2. The sub will pump approx 1 litre on startup when the main tank level is below approximately 7/8's full (as previously said). It will empty pretty quickly if started frequently.
3. The sub will not pump when down to approximately 2-5 litres left in tank.
4. You can check to see if sub is pumping on startup if you remove main tank filler and start engine. The sub empties into the main filler neck approximately 4-5" down so you can see it.
5. The sub tank is controlled by an ECU and looks at several sensors. The ECU is prone to lock up with certain types of turbo timers due to losing one of the voltage lines.
6. If you get a sub tank light illumination, disconnect the battery first for a few minutes (negative only). This should fix over 90% of the problems. There are earth issues with the sub pump as the chassis is not earthed to the body. Also turbo timers cause the sub tank light to illuminate.
7. You had better hope that you do not have a sub pump failure as they are $800 a pop. If you do, get a bocsh pump and wire it in bypassing the ECU, or
8. Pi$$ the whole system off and put in a Toyota 75/79 series fuel changeover system. That way you can suck fuel from either the main or sub direct to the engine. Very handy if you get a tank of bad fuel. This is something I will be doing if my 3rd sub tank pump fails.

Regards
David
Hey there, which pump is the correct one to get? I will have another look at why it’s not working . I am thinking replacement of the pump is needed
 
Also anytime you start the vehicle, I believe a tiny amount of fuel is sent from the sub to the main.
everytime you start the car the tranfer pump automatically transfers fuel into the main tank for 10 seconds....
I can confirm this behavior is happening on my 2018 GCC spec Y61. Firstly, I thought this is an issue. But it makes perfect sense from the safety point of view: dashboard computer must be able to diagnose and fire up a warning light “aux pump oopsie” when you start your journey. Finding out that oopsie in the middle of desert isn’t that nice.
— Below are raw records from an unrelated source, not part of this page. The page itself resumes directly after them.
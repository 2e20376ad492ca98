use crate::session::{Cursor, Status};

/// Display hint for one rendered character of the word grid.
#[derive(Clone, Copy, Debug, PartialEq, Eq)]
pub enum CharClass {
    Match,
    Mismatch,
    Neutral,
}

/// Classify the character at (`word_idx`, `char_idx`) of the word grid.
///
/// `target` is the word being rendered and `ch` its character at
/// `char_idx`. Rules apply in priority order:
///
/// 1. the character sits exactly under the cursor, a character was just
///    typed, and the session has not finished: compare it against the
///    typed character;
/// 2. the cursor word has been typed past its end: every character of that
///    word reads as a mismatch;
/// 3. anything else is neutral.
///
/// Negative cursor positions (fresh word, or backspace run past the start)
/// never satisfy either rule, so untouched words always render neutral.
pub fn classify(
    word_idx: usize,
    char_idx: usize,
    ch: char,
    target: &str,
    cursor: &Cursor,
    status: Status,
) -> CharClass {
    let under_cursor = word_idx == cursor.word_idx && char_idx as isize == cursor.char_idx;

    if under_cursor && cursor.current_char.is_some() && status != Status::Finished {
        if cursor.current_char == Some(ch) {
            CharClass::Match
        } else {
            CharClass::Mismatch
        }
    } else if word_idx == cursor.word_idx && cursor.char_idx >= target.chars().count() as isize {
        CharClass::Mismatch
    } else {
        CharClass::Neutral
    }
}
pub mod classify;
pub mod config;
pub mod matcher;
pub mod runtime;
pub mod score;
pub mod session;
pub mod timer;
pub mod ui;
pub mod words;

use clap::{error::ErrorKind, CommandFactory, Parser};
use crossterm::{
    event::{KeyCode, KeyModifiers},
    execute,
    terminal::{disable_raw_mode, enable_raw_mode, EnterAlternateScreen, LeaveAlternateScreen},
    tty::IsTty,
};
use ratatui::{
    backend::{Backend, CrosstermBackend},
    Terminal,
};
use std::{
    error::Error,
    io::{self, stdin},
    sync::mpsc::{Receiver, Sender},
};

use crate::config::{Config, ConfigStore, FileConfigStore};
use crate::runtime::{event_channel, spawn_input_reader, Event};
use crate::session::{KeyStroke, Session, Status};
use crate::timer::ThreadScheduler;
use crate::words::SourceKind;

/// fixed-time korean typing drill for the terminal
#[derive(Parser, Debug, Clone)]
#[clap(
    version,
    about,
    long_about = "A fixed-time typing drill: hit enter, type the displayed words before the countdown runs out, and see how many you got right. Target words come from swappable generators: random hangul pseudo-phrases, a korean noun list, or an english word list."
)]
pub struct Cli {
    /// number of target words per session (overrides the config file)
    #[clap(short = 'w', long)]
    number_of_words: Option<usize>,

    /// session length in seconds (overrides the config file)
    #[clap(short = 's', long)]
    number_of_secs: Option<u64>,

    /// word generator feeding the target list (overrides the config file)
    #[clap(short = 'g', long, value_enum)]
    source: Option<SourceKind>,
}

/// Effective settings after layering CLI flags over the stored config.
#[derive(Debug, Clone, Copy, PartialEq, Eq)]
pub struct Settings {
    pub number_of_words: usize,
    pub number_of_secs: u64,
    pub source: SourceKind,
}

impl Settings {
    pub fn resolve(cli: &Cli, config: &Config) -> Self {
        Self {
            number_of_words: cli.number_of_words.unwrap_or(config.number_of_words),
            number_of_secs: cli.number_of_secs.unwrap_or(config.number_of_secs),
            source: cli.source.unwrap_or_else(|| config.source_kind()),
        }
    }
}

pub struct App {
    pub session: Session,
    /// The raw input capture. It owns the in-progress text the way a text
    /// field would and mirrors every edit into the session, which keeps its
    /// own copy as the authoritative commit buffer.
    pub field: String,
}

impl App {
    pub fn new(settings: &Settings, tx: Sender<Event>) -> Self {
        let source = settings.source.as_source();
        let scheduler = ThreadScheduler::per_second(tx);
        Self::with_session(Session::new(
            source,
            Box::new(scheduler),
            settings.number_of_words,
            settings.number_of_secs,
        ))
    }

    pub fn with_session(session: Session) -> Self {
        Self {
            session,
            field: String::new(),
        }
    }

    /// The start button: begins from `Waiting`, restarts from `Finished`,
    /// does nothing mid-session. The capture field only empties on an
    /// actual (re)start, never under a running session.
    pub fn press_enter(&mut self) {
        let was_started = self.session.status() == Status::Started;
        self.session.start();
        if !was_started {
            self.field.clear();
        }
    }

    /// Space commits the word as currently captured, then the field resets
    /// for the next one. The key-down reaches the session first, exactly
    /// like a keydown handler running before the field edit lands.
    pub fn press_space(&mut self) {
        self.session.handle_key(KeyStroke::Space);
        self.field.clear();
    }

    pub fn press_backspace(&mut self) {
        if self.session.status() != Status::Started {
            return;
        }
        self.session.handle_key(KeyStroke::Backspace);
        self.field.pop();
        self.session.sync_input(&self.field);
    }

    pub fn type_char(&mut self, c: char) {
        if self.session.status() != Status::Started {
            return;
        }
        self.session.handle_key(KeyStroke::Char(c));
        self.field.push(c);
        self.session.sync_input(&self.field);
    }
}

fn main() -> Result<(), Box<dyn Error>> {
    let cli = Cli::parse();

    if !stdin().is_tty() {
        let mut cmd = Cli::command();
        cmd.error(ErrorKind::Io, "stdin must be a tty").exit();
    }

    let config = FileConfigStore::new().load();
    let settings = Settings::resolve(&cli, &config);

    enable_raw_mode()?;

    let mut stdout = io::stdout();
    execute!(stdout, EnterAlternateScreen)?;
    let backend = CrosstermBackend::new(stdout);
    let mut terminal = Terminal::new(backend)?;

    let (tx, rx) = event_channel();
    spawn_input_reader(tx.clone());

    let mut app = App::new(&settings, tx);
    let res = run_app(&mut terminal, &mut app, &rx);

    disable_raw_mode()?;
    execute!(terminal.backend_mut(), LeaveAlternateScreen)?;
    terminal.show_cursor()?;

    res
}

fn run_app<B: Backend>(
    terminal: &mut Terminal<B>,
    app: &mut App,
    rx: &Receiver<Event>,
) -> Result<(), Box<dyn Error>> {
    loop {
        terminal.draw(|f| f.render_widget(&*app, f.area()))?;

        match rx.recv()? {
            Event::Tick => app.session.tick(),
            Event::Resize => {}
            Event::Key(key) => {
                if key.modifiers.contains(KeyModifiers::CONTROL) && key.code == KeyCode::Char('c')
                {
                    break;
                }

                match key.code {
                    KeyCode::Esc => break,
                    KeyCode::Enter => app.press_enter(),
                    KeyCode::Backspace => app.press_backspace(),
                    KeyCode::Char(' ') => app.press_space(),
                    KeyCode::Char(c) => app.type_char(c),
                    KeyCode::Modifier(_) => app.session.handle_key(KeyStroke::Modifier),
                    _ => {}
                }
            }
        }
    }

    Ok(())
}
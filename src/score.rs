/// Per-word commit outcome, as decided by the match engine at a word
/// boundary.
#[derive(Clone, Copy, Debug, PartialEq, Eq)]
pub enum Outcome {
    Correct,
    Incorrect,
}

/// Cumulative correct/incorrect counters for one session.
///
/// Counters only ever grow while a session runs; the session controller
/// swaps in a fresh tally on restart.
#[derive(Clone, Copy, Debug, Default, PartialEq, Eq)]
pub struct Tally {
    correct: u32,
    incorrect: u32,
}

impl Tally {
    /// Record exactly one committed word.
    pub fn record(&mut self, outcome: Outcome) {
        match outcome {
            Outcome::Correct => self.correct += 1,
            Outcome::Incorrect => self.incorrect += 1,
        }
    }

    pub fn correct(&self) -> u32 {
        self.correct
    }

    pub fn incorrect(&self) -> u32 {
        self.incorrect
    }

    /// Total number of committed words.
    pub fn commits(&self) -> u32 {
        self.correct + self.incorrect
    }

    /// Rounded percentage of correct commits.
    ///
    /// A tally with no commits has no meaningful ratio; it reports 0.0 so
    /// the results screen always has a number to show.
    pub fn accuracy(&self) -> f64 {
        if self.commits() == 0 {
            return 0.0;
        }
        (self.correct as f64 / self.commits() as f64 * 100.0).round()
    }
}
// Library surface for headless/integration tests and reuse.
// Keep this lean to avoid coupling to bin-only types in main.rs.
pub mod classify;
pub mod config;
pub mod matcher;
pub mod runtime;
pub mod score;
pub mod session;
pub mod timer;
pub mod words;
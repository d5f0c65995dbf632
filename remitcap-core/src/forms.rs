//! Raw form payloads as submitted by the UI.
//!
//! Nothing in here is trusted. Forms are sanitized and validated by
//! `remitcap-guard` before any value reaches the authority.

use crate::identity::CustomerId;
use rust_decimal::prelude::FromPrimitive;
use rust_decimal::Decimal;
use serde::{Deserialize, Serialize};

/// A monetary input that may arrive as a JSON number or as text.
#[derive(Debug, Clone, PartialEq, Serialize, Deserialize)]
#[serde(untagged)]
pub enum RawAmount {
    Number(f64),
    Text(String),
}

impl RawAmount {
    /// Best-effort decimal view of a numeric input; text is not parsed here.
    pub fn as_number(&self) -> Option<Decimal> {
        match self {
            RawAmount::Number(n) if n.is_finite() => Decimal::from_f64(*n),
            _ => None,
        }
    }

    /// The textual form used by field-level validation.
    pub fn as_text(&self) -> String {
        match self {
            RawAmount::Number(n) => n.to_string(),
            RawAmount::Text(s) => s.clone(),
        }
    }
}

impl Default for RawAmount {
    fn default() -> Self {
        RawAmount::Text(String::new())
    }
}

impl From<&str> for RawAmount {
    fn from(value: &str) -> Self {
        RawAmount::Text(value.to_string())
    }
}

impl From<String> for RawAmount {
    fn from(value: String) -> Self {
        RawAmount::Text(value)
    }
}

impl From<f64> for RawAmount {
    fn from(value: f64) -> Self {
        RawAmount::Number(value)
    }
}

/// Customer create/edit form.
#[derive(Debug, Clone, Default, PartialEq, Eq, Serialize, Deserialize)]
pub struct ClientForm {
    pub full_name: String,
    pub document_number: String,
    /// ISO date (`YYYY-MM-DD`).
    #[serde(default)]
    pub date_of_birth: Option<String>,
    #[serde(default)]
    pub email: Option<String>,
    #[serde(default)]
    pub phone: Option<String>,
    #[serde(default)]
    pub fiscal_code: Option<String>,
    #[serde(default)]
    pub address: Option<String>,
}

/// Transfer submission form.
#[derive(Debug, Clone, Default, PartialEq, Serialize, Deserialize)]
pub struct TransferForm {
    pub customer_id: Option<CustomerId>,
    pub document_number: String,
    pub recipient_name: String,
    #[serde(default)]
    pub recipient_country: Option<String>,
    pub amount: RawAmount,
    #[serde(default)]
    pub commission_amount: Option<RawAmount>,
    #[serde(default)]
    pub commission_included: bool,
    #[serde(default)]
    pub notes: Option<String>,
}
Photos from June 9 and June 19 attached.

Well, it seems it messes my fuel consumption measurements a little bit, probably adding an error of nearly 1 liter per 100 km.


 
I can confirm this behavior is happening on my 2018 GCC spec Y61. Firstly, I thought this is an issue. But it makes perfect sense from the safety point of view: dashboard computer must be able to diagnose and fire up a warning light “aux pump oopsie” when you start your journey. Finding out that oopsie in the middle of desert isn’t that nice.

Photos from June 9 and June 19 attached.

Well, it seems it messes my fuel consumption measurements a little bit, probably adding an error of nearly 1 liter per 100 km.

View attachment 571958
View attachment 571959
The pump runs for around 5 seconds on start up, the more short runs you do the more those 5 seconds mount up. If you don't top up the sub at each fill you eco numbers will not be accurate.